Sui suoi Appunti, Stefano Feltri scrive: “Trump ottiene la tregua tra Hamas e Israele giusto in tempo per il suo insediamento. Ma la tragedia palestinese non è finita”. In realtà, l’accordo non lo ha fatto Trump, ma non c’è dubbio che la sua elezione lo ha reso possibile, dando a Netanyahu la certezza del sostegno americano (che quel ‘tiramolla’ di Joe Biden non gli assicurava) e accrescendo l’ansia nei palestinesi, con “l’inferno” per Gaza minacciato in caso di mancata intesa e mancata liberazione degli ostaggi. Come se i palestinesi della Striscia l’inferno non lo abbiano vissuto per 470 giorni.
L’accordo, negoziato con la mediazione di Usa, Qatar ed Egitto, comporta un processo fragile, che incontra ostacoli anche nel governo israeliano, con dimissioni di esponenti dell’estrema destra che vogliono tornare a combattere “per riprendere il controllo della Striscia di Gaza”. L’intesa, messa definitivamente a punto venerdì 17, è stata approvata sabato 18, dopo che il comitato dei ministri per gli Affari di Sicurezza Nazionale ne “ha raccomandato l’adozione”, recitava un comunicato, “avendo esaminato tutti gli aspetti del piano, politici, di sicurezza e umanitari, e avendo compreso che esso è funzionale al raggiungimento degli obiettivi della guerra”.
Il premier Benjamin Netanyahu aveva riferito che Israele aveva ricevuto “garanzie inequivocabili”, sia da Biden che da Trump, che se i negoziati sulla fase due dell’accordo falliscono e se Hamas non accetta le richieste di sicurezza di Israele, “l’esercito israeliano tornerà a combattere intensamente a Gaza con il sostegno degli Stati Uniti”.

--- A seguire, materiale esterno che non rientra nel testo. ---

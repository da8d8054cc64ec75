//! Brain component: per-actor orchestration state.
//!
//! A [`Brain`] marks an actor as driven by the Brain System at its `timing`.
//! It remembers the previous arbitration winners (one tracker per channel),
//! the axis-freeze policy, and the resulting authority state.

use bevy_ecs::prelude::Component;
use glam::Vec3;
use serde::{Deserialize, Serialize};

use crate::resources::timing::Timing;
use crate::systems::arbitration::PriorityTracker;

/// Axes whose position must not change when the Brain moves the actor.
#[derive(Clone, Copy, Debug, Default, PartialEq, Eq, Serialize, Deserialize)]
pub struct FrozenAxes {
    #[serde(default)]
    pub x: bool,
    #[serde(default)]
    pub y: bool,
    #[serde(default)]
    pub z: bool,
}

impl FrozenAxes {
    pub const NONE: FrozenAxes = FrozenAxes {
        x: false,
        y: false,
        z: false,
    };
    pub const Y: FrozenAxes = FrozenAxes {
        x: false,
        y: true,
        z: false,
    };
    pub const XZ: FrozenAxes = FrozenAxes {
        x: true,
        y: false,
        z: true,
    };

    pub fn any(&self) -> bool {
        self.x || self.y || self.z
    }

    /// Keep `previous` on each frozen axis and `next` on the others.
    pub fn apply(&self, previous: Vec3, next: Vec3) -> Vec3 {
        Vec3::new(
            if self.x { previous.x } else { next.x },
            if self.y { previous.y } else { next.y },
            if self.z { previous.z } else { next.z },
        )
    }
}

/// Whether the actor currently has a winning move / turn request.
///
/// Each channel is its own `Idle -> HasAuthority -> Idle` machine.
#[derive(Clone, Copy, Debug, Default, PartialEq, Eq)]
pub struct BrainAuthority {
    pub has_move: bool,
    pub has_turn: bool,
}

#[derive(Component, Clone, Debug)]
pub struct Brain {
    pub timing: Timing,
    pub frozen: FrozenAxes,
    pub move_tracker: PriorityTracker,
    pub turn_tracker: PriorityTracker,
    pub authority: BrainAuthority,
    /// Velocity applied on the last tick, for observers and debugging.
    pub last_velocity: Vec3,
}

impl Default for Brain {
    fn default() -> Self {
        Self::new(Timing::Update)
    }
}

impl Brain {
    pub fn new(timing: Timing) -> Self {
        Self {
            timing,
            frozen: FrozenAxes::NONE,
            move_tracker: PriorityTracker::new(),
            turn_tracker: PriorityTracker::new(),
            authority: BrainAuthority::default(),
            last_velocity: Vec3::ZERO,
        }
    }

    pub fn with_frozen(mut self, frozen: FrozenAxes) -> Self {
        self.frozen = frozen;
        self
    }
}

#[cfg(test)]
mod tests {
    use super::*;

    #[test]
    fn test_frozen_y_keeps_previous_height() {
        let previous = Vec3::new(1.0, 2.0, 3.0);
        let next = Vec3::new(4.0, 5.0, 6.0);
        let applied = FrozenAxes::Y.apply(previous, next);
        assert_eq!(applied, Vec3::new(4.0, 2.0, 6.0));
    }

    #[test]
    fn test_none_frozen_passes_through() {
        let next = Vec3::new(4.0, 5.0, 6.0);
        assert_eq!(FrozenAxes::NONE.apply(Vec3::ZERO, next), next);
        assert!(!FrozenAxes::NONE.any());
        assert!(FrozenAxes::XZ.any());
    }
}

Biden sostiene che Netanyahu “deve trovare un modo per soddisfare le legittime preoccupazioni” dei palestinesi, “che non hanno un posto dove vivere in modo indipendente”, per garantire a lungo termine la sostenibilità di Israele. Trump parla di “un’intesa epica”, “un primo passo verso la pace”, e fa l’elogio del suo inviato in Medio Oriente Steve Witkoff, che ha appena cominciato a lavorare.